# Mk4 1.8T ecu tuning options chart



## Dr. Stu (Jul 30, 2011)

I spent a few hours scowering the sites for mk4 1.8T flash tuning options. I would like to get all the info in one place to share. Maybe fill in some of the blanks I have. My HP and Torque numbers are based upon the AWP 180HP/173lb-ft. I did this because I am trying to figure out the best option for myself. 






I want a stage 2. Looks like cheapest is just get one tune. I also want to delete cat, sai, n112, n249 so I need a tune that deletes all that stuff. Mostly the secondary air flow fault because n112, n249, and n80 can be resistored out.


----------



## Dave926 (Mar 30, 2005)

:facepalm:

Dont sit there and decide one tuner vs the other based on a 5 "claimed" hp.

I woud suggest drive in cars with various tunes then decide from there.

Gonzo Tuning has some nice files, good oppurtunity for expansion, and best of all a good price.


----------



## DMVDUB (Jan 11, 2010)

The only one of those files that will break 200 whp is the Unitronic. But in the same breath I wouldn't waste money on them. Like Dave said, go Gonzo. I made ~230whp /270lbft the dyno is on his site under the star 2 files (which is ~275crank Hp and the numbers that those tunes are advertising are CHP not WHP).

You also get launch control, program switching, deletes, stuff that the other companies don't do.

Here's the Dyno sheet.

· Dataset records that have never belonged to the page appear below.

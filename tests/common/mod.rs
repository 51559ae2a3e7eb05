//! Shared test helpers for integration tests
//!
//! Note: Functions may appear unused because each test file compiles separately.

#![allow(dead_code)]

use std::cell::{Cell, RefCell};
use std::collections::HashMap;
use std::rc::Rc;

use async_trait::async_trait;

use plugin_canvas::events::{ActionEvent, EventBus, Subscription, ACTION_EVENT};
use plugin_canvas::keymap::{KeyEvent, Modifiers};
use plugin_canvas::plugin::{
    AttachError, EmulatorContext, FrameHookSlot, PluginFactory, PluginHandle, PluginHost,
    PluginList, SharedMemory,
};
use plugin_canvas::viewport::{PanZoom, Point, PointerEvent, Size, WindowLayout};

// ========================================================================
// Keys
// ========================================================================

/// Key-down for a letter, e.g. `letter('s', Modifiers::CTRL)`
pub fn letter(c: char, mods: Modifiers) -> KeyEvent {
    KeyEvent::new(
        c.to_ascii_lowercase().to_string(),
        format!("Key{}", c.to_ascii_uppercase()),
        mods,
    )
}

/// Collect the binding ids published on the bus
pub fn collect_actions(bus: &EventBus<ActionEvent>) -> (Rc<RefCell<Vec<String>>>, Subscription) {
    let fired = Rc::new(RefCell::new(Vec::new()));
    let sink = Rc::clone(&fired);
    let sub = bus.subscribe(ACTION_EVENT, move |event: &ActionEvent| {
        sink.borrow_mut().push(event.binding_id.clone());
    });
    (fired, sub)
}

// ========================================================================
// Plugin host doubles
// ========================================================================

/// Plugin whose accessors only work after `init_emulator`
///
/// With `stuck` set, the accessors never become callable.
#[derive(Default)]
pub struct TestPlugin {
    pub x: Cell<i32>,
    pub y: Cell<i32>,
    pub context: Cell<Option<EmulatorContext>>,
    pub stuck: bool,
    pub hook: FrameHookSlot,
}

impl PluginHandle for TestPlugin {
    fn x(&self) -> i32 {
        self.x.get()
    }
    fn y(&self) -> i32 {
        self.y.get()
    }
    fn set_x(&self, x: i32) {
        self.x.set(x);
    }
    fn set_y(&self, y: i32) {
        self.y.set(y);
    }
    fn init_emulator(&self, context: EmulatorContext) {
        self.context.set(Some(context));
    }
    fn is_ready(&self) -> bool {
        !self.stuck && self.context.get().is_some()
    }
    fn frame_hook(&self) -> &FrameHookSlot {
        &self.hook
    }
}

#[derive(Default)]
pub struct TestFactory {
    pub instantiations: Cell<u32>,
    pub last_memory: Cell<Option<SharedMemory>>,
    /// Most recently created plugin, kept even when attachment fails
    pub last_plugin: RefCell<Option<Rc<TestPlugin>>>,
    pub fail_with: Option<String>,
    pub stuck_plugins: bool,
}

#[async_trait(?Send)]
impl PluginFactory for TestFactory {
    async fn instantiate(&self, memory: SharedMemory) -> Result<Rc<dyn PluginHandle>, AttachError> {
        self.instantiations.set(self.instantiations.get() + 1);
        self.last_memory.set(Some(memory));
        match &self.fail_with {
            Some(msg) => Err(AttachError::Factory(msg.clone())),
            None => {
                let plugin = Rc::new(TestPlugin {
                    stuck: self.stuck_plugins,
                    ..Default::default()
                });
                *self.last_plugin.borrow_mut() = Some(Rc::clone(&plugin));
                Ok(plugin)
            }
        }
    }
}

/// Host whose factory appears after `factory_after` failed checks
pub struct TestHost {
    pub factory: Rc<TestFactory>,
    pub factory_after: u32,
    pub checks: Cell<u32>,
    pub context: Option<EmulatorContext>,
    pub memory: SharedMemory,
    pub plugins: PluginList,
}

impl TestHost {
    pub fn new(factory_after: u32) -> Self {
        Self {
            factory: Rc::new(TestFactory::default()),
            factory_after,
            checks: Cell::new(0),
            context: Some(EmulatorContext(0xC0FFEE)),
            memory: SharedMemory(7),
            plugins: PluginList::new(),
        }
    }

    pub fn without_emulator(mut self) -> Self {
        self.context = None;
        self
    }

    pub fn with_factory(mut self, factory: TestFactory) -> Self {
        self.factory = Rc::new(factory);
        self
    }
}

impl PluginHost for TestHost {
    fn factory(&self) -> Option<Rc<dyn PluginFactory>> {
        let checks = self.checks.get();
        self.checks.set(checks + 1);
        if checks < self.factory_after {
            None
        } else {
            Some(Rc::clone(&self.factory) as Rc<dyn PluginFactory>)
        }
    }

    fn shared_memory(&self) -> SharedMemory {
        self.memory
    }

    fn emulator_context(&self) -> Option<EmulatorContext> {
        self.context
    }

    fn register_plugin(&self, handle: Rc<dyn PluginHandle>) {
        self.plugins.register(handle);
    }
}

// ========================================================================
// Canvas doubles
// ========================================================================

/// Pan/zoom stand-in that records what it was forwarded
#[derive(Default)]
pub struct RecordingPanZoom {
    pub calls: Vec<(&'static str, Point)>,
}

impl RecordingPanZoom {
    pub fn kinds(&self) -> Vec<&'static str> {
        self.calls.iter().map(|(kind, _)| *kind).collect()
    }
}

impl<Id> PanZoom<Id> for RecordingPanZoom {
    fn handle_down(&mut self, event: &PointerEvent<Id>) {
        self.calls.push(("down", event.pos));
    }
    fn handle_move(&mut self, event: &PointerEvent<Id>) {
        self.calls.push(("move", event.pos));
    }
    fn handle_up(&mut self, event: &PointerEvent<Id>) {
        self.calls.push(("up", event.pos));
    }
}

pub struct TestWindow {
    pub rendered: Size,
    pub layout: Size,
    pub offset: Point,
}

/// Floating windows keyed by name
#[derive(Default)]
pub struct Canvas {
    pub windows: HashMap<&'static str, TestWindow>,
}

impl Canvas {
    /// Add a window rendered at `zoom` times its layout size
    pub fn with_window(mut self, id: &'static str, layout: Size, zoom: f64) -> Self {
        self.windows.insert(
            id,
            TestWindow {
                rendered: Size::new(layout.width * zoom, layout.height * zoom),
                layout,
                offset: Point::ZERO,
            },
        );
        self
    }

    pub fn offset(&self, id: &'static str) -> Point {
        self.windows[id].offset
    }
}

impl WindowLayout<&'static str> for Canvas {
    fn rendered_size(&self, id: &&'static str) -> Option<Size> {
        self.windows.get(id).map(|w| w.rendered)
    }
    fn layout_size(&self, id: &&'static str) -> Option<Size> {
        self.windows.get(id).map(|w| w.layout)
    }
    fn offset(&self, id: &&'static str) -> Option<Point> {
        self.windows.get(id).map(|w| w.offset)
    }
    fn set_offset(&mut self, id: &&'static str, offset: Point) {
        if let Some(window) = self.windows.get_mut(id) {
            window.offset = offset;
        }
    }
}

It did dyno more later after fixed the N75 (that's why there's a dip in the curve, not the dip of the K03 losing boost)


----------



## Sim (Jun 27, 2002)

What about a fully programmable, configurable, loggable, etc... ECU which is 100% plug and play in the ME7 (DBW) 1.8T-s?


----------



## Beachbuggy (Jul 6, 2013)

Sim said:


> What about a fully programmable, configurable, loggable, etc... ECU which is 100% plug and play in the ME7 (DBW) 1.8T-s?


Buy an emulator


----------



## Dr. Stu (Jul 30, 2011)

Ah yes I missed gonzo, I will add that to the chart later today. I am just looking for a flash tune that will be good to go. I don't have the want or need for a fully programmable ecu the point of posting this is to get some info on flash tunes all in one place. I don't care about 5hp here or there. I live in the Cleveland, Ohio area and I will have to find some fellow mk4 folks and see what the general consensus is. Dmvdub I appreciate your helpful post with dyno sheet. I will have to study into gonzo. Thanks.

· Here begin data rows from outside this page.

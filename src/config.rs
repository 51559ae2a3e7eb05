//! Overlay configuration persistence
//!
//! Stores user preferences in `~/.config/plugin-canvas/config.yaml`

use std::path::{Path, PathBuf};
use std::time::Duration;

use serde::{Deserialize, Serialize};

use crate::plugin::attach::MIN_POLL_INTERVAL;
use crate::viewport::Qualifier;

/// Overlay configuration that persists across sessions
#[derive(Debug, Clone, PartialEq, Eq, Serialize, Deserialize)]
pub struct OverlayConfig {
    /// Modifier that turns a pointer-down on a window into a drag
    #[serde(default)]
    pub drag_qualifier: Qualifier,
    /// Interval between plugin factory checks while attaching
    #[serde(default = "default_poll_interval_ms")]
    pub attach_poll_interval_ms: u64,
    /// User bindings file; the embedded defaults are used when absent
    #[serde(default, skip_serializing_if = "Option::is_none")]
    pub bindings_file: Option<PathBuf>,
}

fn default_poll_interval_ms() -> u64 {
    1000
}

impl Default for OverlayConfig {
    fn default() -> Self {
        Self {
            drag_qualifier: Qualifier::default(),
            attach_poll_interval_ms: default_poll_interval_ms(),
            bindings_file: None,
        }
    }
}

impl OverlayConfig {
    /// Load config from the default location, or return defaults if not found
    pub fn load() -> Self {
        let Some(path) = crate::config_paths::config_file() else {
            tracing::debug!("No config directory available, using defaults");
            return Self::default();
        };
        Self::load_from(&path)
    }

    /// Load config from `path`; a missing or invalid file yields defaults
    pub fn load_from(path: &Path) -> Self {
        if !path.exists() {
            tracing::debug!(
                "Config file not found at {}, using defaults",
                path.display()
            );
            return Self::default();
        }

        match std::fs::read_to_string(path) {
            Ok(content) => match serde_yaml::from_str(&content) {
                Ok(config) => {
                    tracing::info!("Loaded config from {}", path.display());
                    config
                }
                Err(e) => {
                    tracing::warn!("Failed to parse config at {}: {}", path.display(), e);
                    Self::default()
                }
            },
            Err(e) => {
                tracing::warn!("Failed to read config at {}: {}", path.display(), e);
                Self::default()
            }
        }
    }

    /// Save config to `path`, creating parent directories
    pub fn save_to(&self, path: &Path) -> Result<(), String> {
        if let Some(parent) = path.parent() {
            std::fs::create_dir_all(parent)
                .map_err(|e| format!("Failed to create config directory: {}", e))?;
        }

        let content = serde_yaml::to_string(self)
            .map_err(|e| format!("Failed to serialize config: {}", e))?;

        std::fs::write(path, content)
            .map_err(|e| format!("Failed to write config to {}: {}", path.display(), e))?;

        tracing::info!("Saved config to {}", path.display());
        Ok(())
    }

    pub fn poll_interval(&self) -> Duration {
        Duration::from_millis(self.attach_poll_interval_ms).max(MIN_POLL_INTERVAL)
    }
}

Edit: I added Gonzo to the table in google which auto updated it here. I agree that it seems the best bang for the buck. I find it strange that required equipment is a 4 bar fpr. Upping the fuel pressure to get more out of the injectors. I hope the tune still keeps the injector duty cycle well within safe ranges. I am looking for more power but don't want to borderline "safe" operating ranges. I understand the engine and turbo with higher mileage may fail but I have read many testimonials that say something to the effect of I have 177,000 miles and still going strong on such and such tune.


----------



## Sim (Jun 27, 2002)

Beachbuggy said:


> Buy an emulator


I dont really get it. Could you explain it to me?


----------



## Dave926 (Mar 30, 2005)

Sim said:


> What about a fully programmable, configurable, loggable, etc... ECU which is 100% plug and play in the ME7 (DBW) 1.8T-s?

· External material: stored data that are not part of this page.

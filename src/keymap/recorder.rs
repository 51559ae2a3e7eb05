//! Key recorder: captures the next key combination for one binding slot
//!
//! ```text
//! Idle --start--> Recording --first non-modifier key--> Idle (capture)
//!                     \------------cancel-------------> Idle
//! ```
//!
//! Only one recorder may be recording at a time across the whole UI. That
//! is enforced by a shared [`RecordingLock`]: a session holds the lock's
//! guard and releases it when it ends.

use std::cell::RefCell;
use std::rc::Rc;

use super::normalize::normalize;
use super::types::{KeyCombination, KeyEvent};
use crate::input::EventResult;

/// Process-wide token granting exclusive keyboard capture to one recorder
#[derive(Debug, Clone, Default)]
pub struct RecordingLock {
    holder: Rc<RefCell<Option<String>>>,
}

impl RecordingLock {
    pub fn new() -> Self {
        Self::default()
    }

    /// Acquire the lock for `slot_id`, or `None` if another session holds it
    pub fn try_acquire(&self, slot_id: &str) -> Option<RecordingGuard> {
        let mut holder = self.holder.borrow_mut();
        if let Some(current) = holder.as_deref() {
            tracing::debug!(
                requested = slot_id,
                holder = current,
                "Recording lock already held"
            );
            return None;
        }
        *holder = Some(slot_id.to_string());
        Some(RecordingGuard {
            holder: Rc::clone(&self.holder),
        })
    }

    /// Slot currently recording, if any
    pub fn holder(&self) -> Option<String> {
        self.holder.borrow().clone()
    }

    pub fn is_held(&self) -> bool {
        self.holder.borrow().is_some()
    }
}

/// Releases the [`RecordingLock`] on drop
#[derive(Debug)]
pub struct RecordingGuard {
    holder: Rc<RefCell<Option<String>>>,
}

impl Drop for RecordingGuard {
    fn drop(&mut self) {
        self.holder.borrow_mut().take();
    }
}

/// Ephemeral state while waiting for the user's next keypress
#[derive(Debug)]
pub struct RecorderSession {
    pub target_slot: String,
    _guard: RecordingGuard,
}

#[derive(Debug, Default)]
pub enum RecorderState {
    #[default]
    Idle,
    Recording(RecorderSession),
}

/// Per-slot recorder state machine
#[derive(Debug)]
pub struct Recorder {
    slot_id: String,
    disabled: bool,
    state: RecorderState,
}

impl Recorder {
    pub fn new(slot_id: impl Into<String>) -> Self {
        Self {
            slot_id: slot_id.into(),
            disabled: false,
            state: RecorderState::Idle,
        }
    }

    pub fn slot_id(&self) -> &str {
        &self.slot_id
    }

    pub fn state(&self) -> &RecorderState {
        &self.state
    }

    pub fn is_recording(&self) -> bool {
        matches!(self.state, RecorderState::Recording(_))
    }

    pub fn is_disabled(&self) -> bool {
        self.disabled
    }

    /// Disabling an active recorder cancels its session
    pub fn set_disabled(&mut self, disabled: bool) {
        self.disabled = disabled;
        if disabled {
            self.cancel();
        }
    }

    /// Start recording; returns false if the start was ignored
    pub fn start(&mut self, lock: &RecordingLock) -> bool {
        if self.disabled || self.is_recording() {
            return false;
        }
        let Some(guard) = lock.try_acquire(&self.slot_id) else {
            return false;
        };

        tracing::debug!(slot = %self.slot_id, "Recording started");
        self.state = RecorderState::Recording(RecorderSession {
            target_slot: self.slot_id.clone(),
            _guard: guard,
        });
        true
    }

    /// Abandon the session without capturing anything
    pub fn cancel(&mut self) {
        if let RecorderState::Recording(session) = std::mem::take(&mut self.state) {
            tracing::debug!(slot = %session.target_slot, "Recording cancelled");
        }
    }

    /// Feed a key-down event to the recorder
    ///
    /// While recording every event is consumed. Modifier-only presses and
    /// keys with no usable code keep the session open; the first other key
    /// is normalized, handed to
    /// `on_capture`, and the recorder returns to idle.
    pub fn handle_key<F>(&mut self, event: &KeyEvent, on_capture: F) -> EventResult
    where
        F: FnOnce(&str, KeyCombination),
    {
        if !self.is_recording() {
            return EventResult::Bubble;
        }

        let Some(combination) = normalize(event) else {
            return EventResult::Consumed;
        };

        if let RecorderState::Recording(session) = std::mem::take(&mut self.state) {
            let target = session.target_slot.clone();
            // Release the lock before the callback runs
            drop(session);
            tracing::debug!(slot = %target, combination = %combination, "Combination captured");
            on_capture(&target, combination);
        }
        EventResult::Consumed
    }
}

Around here we have to keep the stock ecu to maintain emissions compliance.



Beachbuggy said:


> Buy an emulator


Good idea. OLS3000 starts at $2500. 



Dr. Stu said:


> Ah yes I missed gonzo, I will add that to the chart later today. I am just looking for a flash tune that will be good to go. I don't have the want or need for a fully programmable ecu the point of posting this is to get some info on flash tunes all in one place. I don't care about 5hp here or there. I live in the Cleveland, Ohio area and I will have to find some fellow mk4 folks and see what the general consensus is. Dmvdub I appreciate your helpful post with dyno sheet. I will have to study into gonzo. Thanks.
> 
> Edit: I added Gonzo to the table in google which auto updated it here. I agree that it seems the best bang for the buck. I find it strange that required equipment is a 4 bar fpr. Upping the fuel pressure to get more out of the injectors. I hope the tune still keeps the injector duty cycle well within safe ranges. I am looking for more power but don't want to borderline "safe" operating ranges. I understand the engine and turbo with higher mileage may fail but I have read many testimonials that say something to the effect of I have 177,000 miles and still going strong on such and such tune.


A maxed out stock turbi with a 4bar is going to max out the injectors. Watch corrections, because the fuel pump may be weak as well.

Ive got 242k on mine, and I posted a picture yesteday with my boost gauge swinging past 25lbs. I use maestro, its alittle more advanced butgives you more options.



Sim said:


> I dont really get it. Could you explain it to me?


Use an emultor to tunr an engine in real time.


----------



## Sim (Jun 27, 2002)

Dave926 said:


> Around here we have to keep the stock ecu to maintain emissions compliance.


Of course, but how do they check if you got the original or an aftermarket ECU (with OBD2 support) in it?
I guess as you remove sec.air system (even with the factory ECU) you are already violating laws there (not mentioning de catting with stock ECU).



Dave926 said:


> Use an emultor to tunr an engine in real time.


You have already pointed out the (probably) biggest issue (price), but still you would be limited by the capabilities (and features) of the stock ECU. Emulators are IMHO not an option here.

***

I was just asking, because i also saw some quite high prices on the chart above. Just a "little bit more" and one can buy a SEM (ok not necessarily 100% ME7 pinout compatible). But lets assume, if there would be a competitively priced one.


----------



## [email protected] Performance (Sep 17, 2013)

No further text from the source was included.